MMRy Progress

Discussion in 'HO Scale Model Trains' started by iis612, Jul 21, 2008.

  1. iis612

    iis612 Member

    My official guide to changing my mind over and over again

    Some of you may already know that I am building a temporary layout. It is not going to much more than a "plywood central". I will work on some structures for it, but most will be cardboard boxes.
    After surgery and recovery I will shift into a more permanent layout.
    Here are some progress photos:

    Attached Files:

  2. Ralph

    Ralph's for fun!

    That's it! Keep up the good work. What do you have planned for the bridge in the second photo? I see you've cut away a space for a ravine or river.
  3. Nomad

    Nomad Active Member

    For a so called temporary that looks real good. Heal fast, I'm looking forward to to seeing the real thing.

  4. sgtcarl

    sgtcarl Member

    Keep on..

    VERY impressive!
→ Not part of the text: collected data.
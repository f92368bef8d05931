//! Neo4j graph store backend.
//!
//! A thin adapter expressing the store operations as Cypher statements
//! sent to Neo4j's HTTP transactional-commit endpoint. Connectivity
//! failures propagate as errors from [`GraphStore::connect`]; callers
//! treat them as fatal for this backend choice, and the abstraction
//! performs no fallback to another backend.

use std::collections::{HashMap, HashSet};

use async_trait::async_trait;
use chrono::{DateTime, Utc};
use serde_json::{json, Value};
use tracing::{debug, info};

use crate::core::errors::{GordianError, Result};
use crate::graph::node::{DependencyNode, GraphEdge, NodeMetadata, NodeType};
use crate::store::interface::{
    Community, GraphPath, GraphQuery, GraphStore, QueryResult, StoreMetrics,
};

const NODE_LABEL: &str = "CodeNode";
const EDGE_LABEL: &str = "DEPENDS_ON";

/// One Cypher statement plus its parameters.
#[derive(Debug, Clone)]
pub struct CypherStatement {
    /// Statement text
    pub statement: String,
    /// Named parameters
    pub parameters: Value,
}

impl CypherStatement {
    fn new(statement: impl Into<String>, parameters: Value) -> Self {
        Self {
            statement: statement.into(),
            parameters,
        }
    }
}

/// External graph database backend.
#[derive(Debug)]
pub struct Neo4jStore {
    uri: String,
    username: String,
    password: String,
    database: String,
    client: reqwest::Client,
}

impl Neo4jStore {
    /// Create an adapter for the given endpoint. No network traffic
    /// happens until [`GraphStore::connect`].
    pub fn new(
        uri: String,
        username: String,
        password: String,
        database: Option<String>,
    ) -> Self {
        Self {
            uri,
            username,
            password,
            database: database.unwrap_or_else(|| "neo4j".to_string()),
            client: reqwest::Client::new(),
        }
    }

    fn endpoint(&self) -> String {
        format!(
            "{}/db/{}/tx/commit",
            self.uri.trim_end_matches('/'),
            self.database
        )
    }

    /// Run a batch of statements in one transaction and return the raw
    /// response document.
    async fn run(&self, statements: Vec<CypherStatement>) -> Result<Value> {
        let body = json!({
            "statements": statements
                .iter()
                .map(|s| json!({ "statement": s.statement, "parameters": s.parameters }))
                .collect::<Vec<_>>(),
        });

        debug!(endpoint = %self.endpoint(), count = statements.len(), "sending cypher batch");

        let response = self
            .client
            .post(self.endpoint())
            .basic_auth(&self.username, Some(&self.password))
            .json(&body)
            .send()
            .await
            .map_err(|e| GordianError::store_with_source("neo4j", "request failed", e))?;

        if !response.status().is_success() {
            return Err(GordianError::store(
                "neo4j",
                format!("endpoint returned HTTP {}", response.status()),
            ));
        }

        let document: Value = response
            .json()
            .await
            .map_err(|e| GordianError::store_with_source("neo4j", "invalid response body", e))?;

        if let Some(errors) = document.get("errors").and_then(Value::as_array) {
            if let Some(first) = errors.first() {
                return Err(GordianError::store(
                    "neo4j",
                    format!(
                        "{}: {}",
                        first.get("code").and_then(Value::as_str).unwrap_or("error"),
                        first.get("message").and_then(Value::as_str).unwrap_or(""),
                    ),
                ));
            }
        }

        Ok(document)
    }

    /// Extract the rows of one result in the response document.
    fn rows(document: &Value, result_index: usize) -> Vec<Vec<Value>> {
        document
            .get("results")
            .and_then(Value::as_array)
            .and_then(|results| results.get(result_index))
            .and_then(|result| result.get("data"))
            .and_then(Value::as_array)
            .map(|data| {
                data.iter()
                    .filter_map(|entry| entry.get("row").and_then(Value::as_array).cloned())
                    .collect()
            })
            .unwrap_or_default()
    }

    /// Fetch the full undirected adjacency (for the community pass).
    async fn fetch_adjacency(&self) -> Result<(Vec<String>, Vec<(String, String)>)> {
        let document = self
            .run(vec![
                CypherStatement::new(format!("MATCH (n:{NODE_LABEL}) RETURN n.id"), json!({})),
                CypherStatement::new(
                    format!("MATCH (a:{NODE_LABEL})-[:{EDGE_LABEL}]->(b:{NODE_LABEL}) RETURN a.id, b.id"),
                    json!({}),
                ),
            ])
            .await?;

        let ids = Self::rows(&document, 0)
            .into_iter()
            .filter_map(|row| row.first().and_then(Value::as_str).map(String::from))
            .collect();
        let pairs = Self::rows(&document, 1)
            .into_iter()
            .filter_map(|row| {
                let a = row.first().and_then(Value::as_str)?;
                let b = row.get(1).and_then(Value::as_str)?;
                Some((a.to_string(), b.to_string()))
            })
            .collect();
        Ok((ids, pairs))
    }
}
What are you using for support along the wall? I may just "steal" your bench work ideas for my layout. If you don't mind.
    May you be blessed with a speedy recovery!
  5. iis612

    iis612 Member

    Thanks everyone.

    Ralph, That cut out is going to be a river. I have to shape the edges a bit yet though. The bridge will eventually be replaced with a scratchbuilt truss bridge. For now that $3 atlas kit gets the job done.

    SgtCarl, the benchwork is supported along the concrete wall with blocks of 4x4 attached with a ramset. The rest of it is supported by 2x2's. You are more than welcome to use the design.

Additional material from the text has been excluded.